[EXERCISE PROMPT]:
The required result is a copy of each line below in which "capacity" appears.

(Beginning of EXTRACTED MATERIAL)

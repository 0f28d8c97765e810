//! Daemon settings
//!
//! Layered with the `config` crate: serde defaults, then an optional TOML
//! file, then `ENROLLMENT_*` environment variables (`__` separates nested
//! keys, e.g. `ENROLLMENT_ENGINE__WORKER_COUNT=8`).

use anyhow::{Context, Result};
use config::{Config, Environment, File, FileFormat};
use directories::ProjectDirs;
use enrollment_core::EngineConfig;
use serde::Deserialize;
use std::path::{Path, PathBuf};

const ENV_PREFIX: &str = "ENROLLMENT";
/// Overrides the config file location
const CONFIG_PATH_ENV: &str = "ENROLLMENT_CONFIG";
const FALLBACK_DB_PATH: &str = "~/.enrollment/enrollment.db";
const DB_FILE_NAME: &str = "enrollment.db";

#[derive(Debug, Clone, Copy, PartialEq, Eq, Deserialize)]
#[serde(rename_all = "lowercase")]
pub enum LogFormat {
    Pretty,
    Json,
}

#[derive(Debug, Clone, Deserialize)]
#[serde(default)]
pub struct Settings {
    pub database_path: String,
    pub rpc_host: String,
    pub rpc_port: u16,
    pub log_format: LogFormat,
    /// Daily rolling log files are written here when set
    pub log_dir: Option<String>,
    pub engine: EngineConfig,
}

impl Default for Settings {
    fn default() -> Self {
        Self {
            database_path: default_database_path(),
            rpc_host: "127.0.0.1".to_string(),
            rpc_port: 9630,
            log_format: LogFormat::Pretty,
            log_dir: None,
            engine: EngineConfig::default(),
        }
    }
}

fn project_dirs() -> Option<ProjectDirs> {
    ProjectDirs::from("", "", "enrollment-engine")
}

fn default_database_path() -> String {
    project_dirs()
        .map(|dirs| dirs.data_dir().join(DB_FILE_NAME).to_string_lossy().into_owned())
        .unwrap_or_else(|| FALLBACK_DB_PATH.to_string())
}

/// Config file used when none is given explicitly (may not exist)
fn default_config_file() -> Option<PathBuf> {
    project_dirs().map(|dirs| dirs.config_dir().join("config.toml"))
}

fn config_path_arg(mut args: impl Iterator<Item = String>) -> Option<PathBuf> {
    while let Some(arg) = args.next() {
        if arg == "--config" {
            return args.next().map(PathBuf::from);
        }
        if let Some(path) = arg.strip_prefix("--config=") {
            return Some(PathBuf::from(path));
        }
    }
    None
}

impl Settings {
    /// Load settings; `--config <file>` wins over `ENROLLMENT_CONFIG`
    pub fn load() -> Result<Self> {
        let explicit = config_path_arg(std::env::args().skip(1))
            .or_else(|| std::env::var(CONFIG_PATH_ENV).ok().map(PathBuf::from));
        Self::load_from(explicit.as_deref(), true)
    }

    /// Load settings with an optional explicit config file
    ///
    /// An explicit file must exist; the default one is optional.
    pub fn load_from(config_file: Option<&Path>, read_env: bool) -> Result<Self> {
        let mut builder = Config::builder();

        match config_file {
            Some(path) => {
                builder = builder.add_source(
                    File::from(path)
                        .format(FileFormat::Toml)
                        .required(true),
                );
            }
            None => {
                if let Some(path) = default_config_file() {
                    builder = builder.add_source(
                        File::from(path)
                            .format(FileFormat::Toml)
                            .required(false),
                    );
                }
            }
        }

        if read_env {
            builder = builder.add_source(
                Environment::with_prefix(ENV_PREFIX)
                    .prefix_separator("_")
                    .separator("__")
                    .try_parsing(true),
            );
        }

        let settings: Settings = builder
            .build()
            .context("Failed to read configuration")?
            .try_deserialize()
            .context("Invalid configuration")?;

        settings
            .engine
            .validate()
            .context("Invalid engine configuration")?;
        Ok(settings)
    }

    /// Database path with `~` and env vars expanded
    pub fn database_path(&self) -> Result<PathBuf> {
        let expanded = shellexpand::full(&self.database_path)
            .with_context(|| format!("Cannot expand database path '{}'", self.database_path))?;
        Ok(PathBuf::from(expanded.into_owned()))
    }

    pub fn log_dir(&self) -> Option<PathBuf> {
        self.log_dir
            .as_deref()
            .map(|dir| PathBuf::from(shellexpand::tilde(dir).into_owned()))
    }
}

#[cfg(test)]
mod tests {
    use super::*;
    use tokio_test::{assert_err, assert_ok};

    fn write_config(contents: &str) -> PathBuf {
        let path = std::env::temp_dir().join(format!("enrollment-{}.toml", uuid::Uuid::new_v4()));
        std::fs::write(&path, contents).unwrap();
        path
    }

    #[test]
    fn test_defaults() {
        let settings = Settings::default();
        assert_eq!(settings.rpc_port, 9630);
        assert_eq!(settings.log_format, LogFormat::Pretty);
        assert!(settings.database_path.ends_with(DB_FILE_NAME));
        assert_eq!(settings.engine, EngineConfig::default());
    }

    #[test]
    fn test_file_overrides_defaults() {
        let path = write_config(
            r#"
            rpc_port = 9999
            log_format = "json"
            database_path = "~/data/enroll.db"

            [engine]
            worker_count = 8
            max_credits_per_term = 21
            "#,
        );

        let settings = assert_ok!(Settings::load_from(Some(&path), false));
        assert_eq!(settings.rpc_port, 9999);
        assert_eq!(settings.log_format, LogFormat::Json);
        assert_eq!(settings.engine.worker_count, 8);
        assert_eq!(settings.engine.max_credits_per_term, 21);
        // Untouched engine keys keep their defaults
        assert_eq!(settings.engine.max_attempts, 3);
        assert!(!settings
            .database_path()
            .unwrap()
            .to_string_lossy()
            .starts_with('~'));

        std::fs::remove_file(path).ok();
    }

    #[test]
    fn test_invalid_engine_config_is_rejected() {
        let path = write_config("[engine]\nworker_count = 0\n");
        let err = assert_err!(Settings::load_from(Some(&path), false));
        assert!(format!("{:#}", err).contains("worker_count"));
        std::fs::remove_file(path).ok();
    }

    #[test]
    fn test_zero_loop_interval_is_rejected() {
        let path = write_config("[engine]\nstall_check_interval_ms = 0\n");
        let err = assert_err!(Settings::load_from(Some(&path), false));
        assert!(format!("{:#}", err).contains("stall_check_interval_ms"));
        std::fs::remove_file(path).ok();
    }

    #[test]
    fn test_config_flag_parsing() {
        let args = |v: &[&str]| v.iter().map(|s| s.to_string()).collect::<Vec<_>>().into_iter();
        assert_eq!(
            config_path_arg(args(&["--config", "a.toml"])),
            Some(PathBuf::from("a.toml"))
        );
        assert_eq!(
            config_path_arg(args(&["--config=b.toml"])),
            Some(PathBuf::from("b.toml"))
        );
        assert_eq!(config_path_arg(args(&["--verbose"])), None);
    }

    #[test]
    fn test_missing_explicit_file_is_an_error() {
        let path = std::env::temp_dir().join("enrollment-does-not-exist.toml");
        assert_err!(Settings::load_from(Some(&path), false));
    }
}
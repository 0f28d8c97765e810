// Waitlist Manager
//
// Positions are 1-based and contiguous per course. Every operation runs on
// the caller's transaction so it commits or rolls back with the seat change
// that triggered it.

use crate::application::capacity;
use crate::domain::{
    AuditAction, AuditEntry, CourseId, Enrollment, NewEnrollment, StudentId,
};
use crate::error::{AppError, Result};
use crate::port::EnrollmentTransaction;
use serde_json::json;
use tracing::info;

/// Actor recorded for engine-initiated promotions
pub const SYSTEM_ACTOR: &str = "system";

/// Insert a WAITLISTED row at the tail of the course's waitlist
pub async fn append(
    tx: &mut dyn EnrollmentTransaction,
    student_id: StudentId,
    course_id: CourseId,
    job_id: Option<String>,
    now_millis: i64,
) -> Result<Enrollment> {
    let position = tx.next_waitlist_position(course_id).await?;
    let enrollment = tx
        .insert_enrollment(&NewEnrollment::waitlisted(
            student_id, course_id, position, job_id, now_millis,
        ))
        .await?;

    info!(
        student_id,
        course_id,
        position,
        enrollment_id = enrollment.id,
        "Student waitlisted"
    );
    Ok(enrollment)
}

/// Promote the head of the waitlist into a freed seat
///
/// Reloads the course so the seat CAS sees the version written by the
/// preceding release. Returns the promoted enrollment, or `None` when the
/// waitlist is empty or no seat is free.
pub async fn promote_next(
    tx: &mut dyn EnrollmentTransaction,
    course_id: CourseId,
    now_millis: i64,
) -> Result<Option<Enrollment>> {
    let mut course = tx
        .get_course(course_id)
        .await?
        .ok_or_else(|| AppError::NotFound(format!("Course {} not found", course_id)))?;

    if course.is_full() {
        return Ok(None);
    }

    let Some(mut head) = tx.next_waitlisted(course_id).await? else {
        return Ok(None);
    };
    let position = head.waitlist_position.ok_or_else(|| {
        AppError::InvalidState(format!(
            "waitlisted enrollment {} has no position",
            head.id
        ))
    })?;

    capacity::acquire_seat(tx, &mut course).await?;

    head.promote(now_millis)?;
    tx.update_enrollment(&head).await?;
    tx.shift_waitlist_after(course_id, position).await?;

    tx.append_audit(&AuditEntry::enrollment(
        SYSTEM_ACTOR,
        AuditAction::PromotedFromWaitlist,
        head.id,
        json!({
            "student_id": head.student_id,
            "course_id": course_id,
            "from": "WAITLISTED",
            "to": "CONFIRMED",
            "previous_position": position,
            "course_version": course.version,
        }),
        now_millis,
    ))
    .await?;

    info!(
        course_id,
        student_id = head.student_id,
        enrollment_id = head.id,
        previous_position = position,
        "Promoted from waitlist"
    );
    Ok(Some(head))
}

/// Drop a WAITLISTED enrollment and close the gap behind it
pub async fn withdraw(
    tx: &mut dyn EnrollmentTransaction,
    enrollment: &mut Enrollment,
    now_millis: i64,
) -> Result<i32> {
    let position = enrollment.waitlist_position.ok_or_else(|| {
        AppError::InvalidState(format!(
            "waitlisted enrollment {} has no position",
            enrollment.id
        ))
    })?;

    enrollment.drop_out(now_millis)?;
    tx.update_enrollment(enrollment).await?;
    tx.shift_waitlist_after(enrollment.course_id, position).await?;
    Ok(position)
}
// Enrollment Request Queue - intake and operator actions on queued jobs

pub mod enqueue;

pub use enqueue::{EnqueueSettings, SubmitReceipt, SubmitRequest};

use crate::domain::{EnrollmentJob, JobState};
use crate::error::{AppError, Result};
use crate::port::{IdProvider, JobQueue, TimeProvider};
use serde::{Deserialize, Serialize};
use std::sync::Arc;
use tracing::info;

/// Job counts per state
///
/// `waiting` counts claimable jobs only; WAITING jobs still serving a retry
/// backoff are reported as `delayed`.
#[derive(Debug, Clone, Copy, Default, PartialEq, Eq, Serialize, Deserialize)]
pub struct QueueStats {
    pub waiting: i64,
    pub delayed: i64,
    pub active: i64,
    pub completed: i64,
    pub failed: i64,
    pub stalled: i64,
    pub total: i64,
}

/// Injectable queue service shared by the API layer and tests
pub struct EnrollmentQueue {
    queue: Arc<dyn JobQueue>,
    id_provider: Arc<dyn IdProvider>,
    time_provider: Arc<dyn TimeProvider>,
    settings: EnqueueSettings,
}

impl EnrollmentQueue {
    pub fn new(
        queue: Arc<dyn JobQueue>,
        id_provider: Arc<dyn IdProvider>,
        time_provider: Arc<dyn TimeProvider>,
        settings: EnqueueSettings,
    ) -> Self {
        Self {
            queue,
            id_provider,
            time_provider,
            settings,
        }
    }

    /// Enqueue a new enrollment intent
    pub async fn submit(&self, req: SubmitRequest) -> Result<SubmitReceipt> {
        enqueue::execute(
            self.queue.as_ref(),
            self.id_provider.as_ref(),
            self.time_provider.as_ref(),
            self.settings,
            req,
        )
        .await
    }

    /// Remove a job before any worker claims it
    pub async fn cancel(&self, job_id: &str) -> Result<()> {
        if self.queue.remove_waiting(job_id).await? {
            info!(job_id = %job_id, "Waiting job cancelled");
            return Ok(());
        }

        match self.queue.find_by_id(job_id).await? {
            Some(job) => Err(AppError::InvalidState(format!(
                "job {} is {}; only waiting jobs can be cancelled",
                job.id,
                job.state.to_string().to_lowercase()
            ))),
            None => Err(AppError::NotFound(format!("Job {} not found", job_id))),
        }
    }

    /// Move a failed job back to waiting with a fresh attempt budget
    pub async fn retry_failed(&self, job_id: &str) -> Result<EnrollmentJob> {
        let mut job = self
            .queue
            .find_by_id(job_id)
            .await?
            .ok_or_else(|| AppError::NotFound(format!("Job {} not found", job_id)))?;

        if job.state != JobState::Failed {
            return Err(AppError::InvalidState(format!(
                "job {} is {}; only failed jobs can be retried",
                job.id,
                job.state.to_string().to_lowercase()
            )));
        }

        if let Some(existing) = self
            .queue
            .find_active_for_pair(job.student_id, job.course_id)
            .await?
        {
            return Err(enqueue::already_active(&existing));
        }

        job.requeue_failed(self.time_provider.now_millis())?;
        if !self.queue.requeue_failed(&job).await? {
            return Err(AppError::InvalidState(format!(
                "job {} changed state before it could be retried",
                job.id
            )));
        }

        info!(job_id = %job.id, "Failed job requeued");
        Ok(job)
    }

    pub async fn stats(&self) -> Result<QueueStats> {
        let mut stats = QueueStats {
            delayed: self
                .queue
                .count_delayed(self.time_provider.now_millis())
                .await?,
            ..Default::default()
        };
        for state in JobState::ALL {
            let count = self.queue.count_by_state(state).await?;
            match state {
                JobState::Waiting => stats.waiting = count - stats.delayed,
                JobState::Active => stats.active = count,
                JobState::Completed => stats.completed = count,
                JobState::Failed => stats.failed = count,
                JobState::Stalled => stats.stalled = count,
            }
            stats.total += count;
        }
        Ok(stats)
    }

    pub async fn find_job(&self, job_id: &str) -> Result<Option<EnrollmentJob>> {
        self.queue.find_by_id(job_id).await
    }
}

(End of EXTRACTED MATERIAL)

[RESPONSE]:
use crate::application::capacity;
    capacity::acquire_seat(tx, &mut course).await?;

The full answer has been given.